Material provided>
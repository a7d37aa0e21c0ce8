//! Composite glyphs (containing other glyphs as components)

use font_types::{F2Dot14, GlyphId16};

use crate::{
    font_data::{Cursor, FontData},
    read::{FontRead, ReadError},
    validate::{Validate, ValidationCtx},
    write::{FontWrite, TableWriter},
};

use super::Bbox;

bitflags::bitflags! {
    /// Flags stored with each component of a [`CompositeGlyph`].
    #[derive(Clone, Copy, Debug, Default, PartialEq, Eq, Hash)]
    #[cfg_attr(feature = "serde", derive(serde::Serialize, serde::Deserialize))]
    pub struct CompositeGlyphFlags: u16 {
        /// The arguments are 16-bit; otherwise they are bytes.
        const ARG_1_AND_2_ARE_WORDS = 0x0001;
        /// The arguments are signed xy offsets, otherwise unsigned point numbers.
        const ARGS_ARE_XY_VALUES = 0x0002;
        const ROUND_XY_TO_GRID = 0x0004;
        const WE_HAVE_A_SCALE = 0x0008;
        const MORE_COMPONENTS = 0x0020;
        const WE_HAVE_AN_X_AND_Y_SCALE = 0x0040;
        const WE_HAVE_A_TWO_BY_TWO = 0x0080;
        const WE_HAVE_INSTRUCTIONS = 0x0100;
        const USE_MY_METRICS = 0x0200;
        const OVERLAP_COMPOUND = 0x0400;
        const SCALED_COMPONENT_OFFSET = 0x0800;
        const UNSCALED_COMPONENT_OFFSET = 0x1000;
    }
}

/// A glyph made up of other glyphs.
#[derive(Clone, Debug, Default, PartialEq, Eq)]
#[cfg_attr(feature = "serde", derive(serde::Serialize, serde::Deserialize))]
pub struct CompositeGlyph {
    pub bbox: Bbox,
    pub components: Vec<Component>,
    pub instructions: Vec<u8>,
}

/// A reference to another glyph, with a placement and transform.
#[derive(Clone, Debug, PartialEq, Eq)]
#[cfg_attr(feature = "serde", derive(serde::Serialize, serde::Deserialize))]
pub struct Component {
    pub glyph: GlyphId16,
    pub anchor: Anchor,
    pub transform: Transform,
    pub flags: ComponentFlags,
}

/// How a component is positioned.
#[derive(Clone, Copy, Debug, PartialEq, Eq)]
#[cfg_attr(feature = "serde", derive(serde::Serialize, serde::Deserialize))]
pub enum Anchor {
    /// The component is offset by this amount.
    Offset { x: i16, y: i16 },
    /// A point in the component is aligned with a point in the parent.
    Point { base: u16, component: u16 },
}

/// A 2x2 transform applied to a component.
///
/// The four values are read and written in the order `xx, yx, xy, yy`.
#[derive(Clone, Copy, Debug, PartialEq, Eq)]
#[cfg_attr(feature = "serde", derive(serde::Serialize, serde::Deserialize))]
pub struct Transform {
    pub xx: F2Dot14,
    pub yx: F2Dot14,
    pub xy: F2Dot14,
    pub yy: F2Dot14,
}

/// Component flags that are not derived from the component's data.
///
/// These are preserved when a glyph is decoded and encoded again.
#[derive(Clone, Copy, Debug, Default, PartialEq, Eq, Hash)]
#[cfg_attr(feature = "serde", derive(serde::Serialize, serde::Deserialize))]
pub struct ComponentFlags {
    pub round_xy_to_grid: bool,
    pub use_my_metrics: bool,
    pub scaled_component_offset: bool,
    pub unscaled_component_offset: bool,
    pub overlap_compound: bool,
}

impl Default for Anchor {
    fn default() -> Self {
        Anchor::Offset { x: 0, y: 0 }
    }
}

impl Default for Transform {
    fn default() -> Self {
        Transform {
            xx: F2Dot14::ONE,
            yx: F2Dot14::ZERO,
            xy: F2Dot14::ZERO,
            yy: F2Dot14::ONE,
        }
    }
}

impl Anchor {
    /// The flags implied by the anchor type and the size of its values.
    pub fn compute_flags(&self) -> CompositeGlyphFlags {
        const I8_RANGE: std::ops::RangeInclusive<i16> = i8::MIN as i16..=i8::MAX as i16;
        match self {
            Anchor::Offset { x, y } => {
                let words = if I8_RANGE.contains(x) && I8_RANGE.contains(y) {
                    CompositeGlyphFlags::empty()
                } else {
                    CompositeGlyphFlags::ARG_1_AND_2_ARE_WORDS
                };
                words | CompositeGlyphFlags::ARGS_ARE_XY_VALUES
            }
            Anchor::Point { base, component } => {
                if *base <= u8::MAX as u16 && *component <= u8::MAX as u16 {
                    CompositeGlyphFlags::empty()
                } else {
                    CompositeGlyphFlags::ARG_1_AND_2_ARE_WORDS
                }
            }
        }
    }

    fn read_from(cursor: &mut Cursor<'_>, flags: CompositeGlyphFlags) -> Result<Self, ReadError> {
        let words = flags.contains(CompositeGlyphFlags::ARG_1_AND_2_ARE_WORDS);
        let anchor = if flags.contains(CompositeGlyphFlags::ARGS_ARE_XY_VALUES) {
            let (x, y) = if words {
                (cursor.read::<i16>()?, cursor.read::<i16>()?)
            } else {
                (cursor.read::<i8>()? as i16, cursor.read::<i8>()? as i16)
            };
            Anchor::Offset { x, y }
        } else {
            let (base, component) = if words {
                (cursor.read::<u16>()?, cursor.read::<u16>()?)
            } else {
                (cursor.read::<u8>()? as u16, cursor.read::<u8>()? as u16)
            };
            Anchor::Point { base, component }
        };
        Ok(anchor)
    }
}

impl Transform {
    /// The scale flags needed to store this transform.
    pub fn compute_flags(&self) -> CompositeGlyphFlags {
        if self.yx != F2Dot14::ZERO || self.xy != F2Dot14::ZERO {
            CompositeGlyphFlags::WE_HAVE_A_TWO_BY_TWO
        } else if self.xx != self.yy {
            CompositeGlyphFlags::WE_HAVE_AN_X_AND_Y_SCALE
        } else if self.xx != F2Dot14::ONE {
            CompositeGlyphFlags::WE_HAVE_A_SCALE
        } else {
            CompositeGlyphFlags::empty()
        }
    }

    fn read_from(cursor: &mut Cursor<'_>, flags: CompositeGlyphFlags) -> Result<Self, ReadError> {
        let mut transform = Transform::default();
        if flags.contains(CompositeGlyphFlags::WE_HAVE_A_SCALE) {
            transform.xx = cursor.read()?;
            transform.yy = transform.xx;
        } else if flags.contains(CompositeGlyphFlags::WE_HAVE_AN_X_AND_Y_SCALE) {
            transform.xx = cursor.read()?;
            transform.yy = cursor.read()?;
        } else if flags.contains(CompositeGlyphFlags::WE_HAVE_A_TWO_BY_TWO) {
            transform.xx = cursor.read()?;
            transform.yx = cursor.read()?;
            transform.xy = cursor.read()?;
            transform.yy = cursor.read()?;
        }
        Ok(transform)
    }
}

impl Component {
    pub fn new(
        glyph: GlyphId16,
        anchor: Anchor,
        transform: Transform,
        flags: impl Into<ComponentFlags>,
    ) -> Self {
        Component {
            glyph,
            anchor,
            transform,
            flags: flags.into(),
        }
    }

    /// The component's affine matrix `[a, b, c, d, e, f]`, mapping
    /// `(x, y)` to `(a*x + c*y + e, b*x + d*y + f)`.
    ///
    /// Point-aligned components have no fixed offset, so `e` and `f` are zero.
    pub fn matrix(&self) -> [f32; 6] {
        let (e, f) = match self.anchor {
            Anchor::Offset { x, y } => (x as f32, y as f32),
            Anchor::Point { .. } => (0.0, 0.0),
        };
        [
            self.transform.xx.to_f32(),
            self.transform.yx.to_f32(),
            self.transform.xy.to_f32(),
            self.transform.yy.to_f32(),
            e,
            f,
        ]
    }

    fn compute_flag(&self) -> CompositeGlyphFlags {
        self.anchor.compute_flags() | self.transform.compute_flags() | self.flags.into()
    }

    fn write_into(&self, writer: &mut TableWriter, extra_flags: CompositeGlyphFlags) {
        let flags = self.compute_flag() | extra_flags;
        flags.bits().write_into(writer);
        self.glyph.write_into(writer);
        self.anchor.write_into(writer);
        self.transform.write_into(writer);
    }
}

impl CompositeGlyph {
    /// Create a composite from components, with the bounding box of the
    /// union of the component boxes.
    pub fn new(components: Vec<Component>, bbox: Bbox) -> Self {
        CompositeGlyph {
            bbox,
            components,
            instructions: Vec::new(),
        }
    }

    pub(crate) fn read_from(cursor: &mut Cursor<'_>) -> Result<Self, ReadError> {
        let n_contours: i16 = cursor.read()?;
        if n_contours >= 0 {
            return Err(ReadError::MalformedData("composite glyph has non-negative contour count"));
        }
        let bbox = Bbox::read_from(cursor)?;
        let mut components = Vec::new();
        let mut has_instructions = false;
        loop {
            let flags = CompositeGlyphFlags::from_bits_retain(cursor.read()?);
            let glyph = cursor.read()?;
            let anchor = Anchor::read_from(cursor, flags)?;
            let transform = Transform::read_from(cursor, flags)?;
            components.push(Component {
                glyph,
                anchor,
                transform,
                flags: flags.into(),
            });
            has_instructions |= flags.contains(CompositeGlyphFlags::WE_HAVE_INSTRUCTIONS);
            if !flags.contains(CompositeGlyphFlags::MORE_COMPONENTS) {
                break;
            }
        }
        let instructions = if has_instructions {
            let len: u16 = cursor.read()?;
            cursor.read_bytes(len as usize)?.to_vec()
        } else {
            Vec::new()
        };
        Ok(CompositeGlyph {
            bbox,
            components,
            instructions,
        })
    }
}

impl FontRead for CompositeGlyph {
    fn read(data: FontData<'_>) -> Result<Self, ReadError> {
        Self::read_from(&mut data.cursor())
    }
}

impl FontWrite for CompositeGlyph {
    fn write_into(&self, writer: &mut TableWriter) {
        const N_CONTOURS: i16 = -1;
        N_CONTOURS.write_into(writer);
        self.bbox.write_into(writer);
        // empty composites are rejected in validation
        let Some((last, rest)) = self.components.split_last() else {
            return;
        };
        for comp in rest {
            comp.write_into(writer, CompositeGlyphFlags::MORE_COMPONENTS);
        }
        let last_flags = if self.instructions.is_empty() {
            CompositeGlyphFlags::empty()
        } else {
            CompositeGlyphFlags::WE_HAVE_INSTRUCTIONS
        };
        last.write_into(writer, last_flags);

        if !self.instructions.is_empty() {
            (self.instructions.len() as u16).write_into(writer);
            writer.write_slice(&self.instructions);
        }
        writer.pad_to_2byte_aligned();
    }
}

impl Validate for CompositeGlyph {
    fn validate_impl(&self, ctx: &mut ValidationCtx) {
        ctx.in_table("CompositeGlyph", |ctx| {
            if self.components.is_empty() {
                ctx.report("composite glyph must have components");
            }
            if self.instructions.len() > u16::MAX as usize {
                ctx.report("instructions len overflows");
            }
        })
    }
}

impl FontWrite for Anchor {
    fn write_into(&self, writer: &mut TableWriter) {
        let two_bytes = self
            .compute_flags()
            .contains(CompositeGlyphFlags::ARG_1_AND_2_ARE_WORDS);
        match self {
            Anchor::Offset { x, y } if !two_bytes => {
                (*x as i8).write_into(writer);
                (*y as i8).write_into(writer);
            }
            Anchor::Offset { x, y } => [*x, *y].write_into(writer),
            Anchor::Point { base, component } if !two_bytes => {
                (*base as u8).write_into(writer);
                (*component as u8).write_into(writer);
            }
            Anchor::Point { base, component } => [*base, *component].write_into(writer),
        }
    }
}

impl FontWrite for Transform {
    fn write_into(&self, writer: &mut TableWriter) {
        let flags = self.compute_flags();
        if flags.contains(CompositeGlyphFlags::WE_HAVE_A_TWO_BY_TWO) {
            [self.xx, self.yx, self.xy, self.yy].write_into(writer);
        } else if flags.contains(CompositeGlyphFlags::WE_HAVE_AN_X_AND_Y_SCALE) {
            [self.xx, self.yy].write_into(writer);
        } else if flags.contains(CompositeGlyphFlags::WE_HAVE_A_SCALE) {
            self.xx.write_into(writer)
        }
    }
}

impl From<CompositeGlyphFlags> for ComponentFlags {
    fn from(src: CompositeGlyphFlags) -> ComponentFlags {
        ComponentFlags {
            round_xy_to_grid: src.contains(CompositeGlyphFlags::ROUND_XY_TO_GRID),
            use_my_metrics: src.contains(CompositeGlyphFlags::USE_MY_METRICS),
            scaled_component_offset: src.contains(CompositeGlyphFlags::SCALED_COMPONENT_OFFSET),
            unscaled_component_offset: src.contains(CompositeGlyphFlags::UNSCALED_COMPONENT_OFFSET),
            overlap_compound: src.contains(CompositeGlyphFlags::OVERLAP_COMPOUND),
        }
    }
}

impl From<ComponentFlags> for CompositeGlyphFlags {
    fn from(value: ComponentFlags) -> Self {
        [
            (value.round_xy_to_grid, CompositeGlyphFlags::ROUND_XY_TO_GRID),
            (value.use_my_metrics, CompositeGlyphFlags::USE_MY_METRICS),
            (
                value.scaled_component_offset,
                CompositeGlyphFlags::SCALED_COMPONENT_OFFSET,
            ),
            (
                value.unscaled_component_offset,
                CompositeGlyphFlags::UNSCALED_COMPONENT_OFFSET,
            ),
            (value.overlap_compound, CompositeGlyphFlags::OVERLAP_COMPOUND),
        ]
        .into_iter()
        .filter(|(set, _)| *set)
        .fold(CompositeGlyphFlags::empty(), |acc, (_, flag)| acc | flag)
    }
}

What is being asked>
Find the word "rest" in the data and copy out each line where it turns up.

Result of the task>
        let Some((last, rest)) = self.components.split_last() else {
        for comp in rest {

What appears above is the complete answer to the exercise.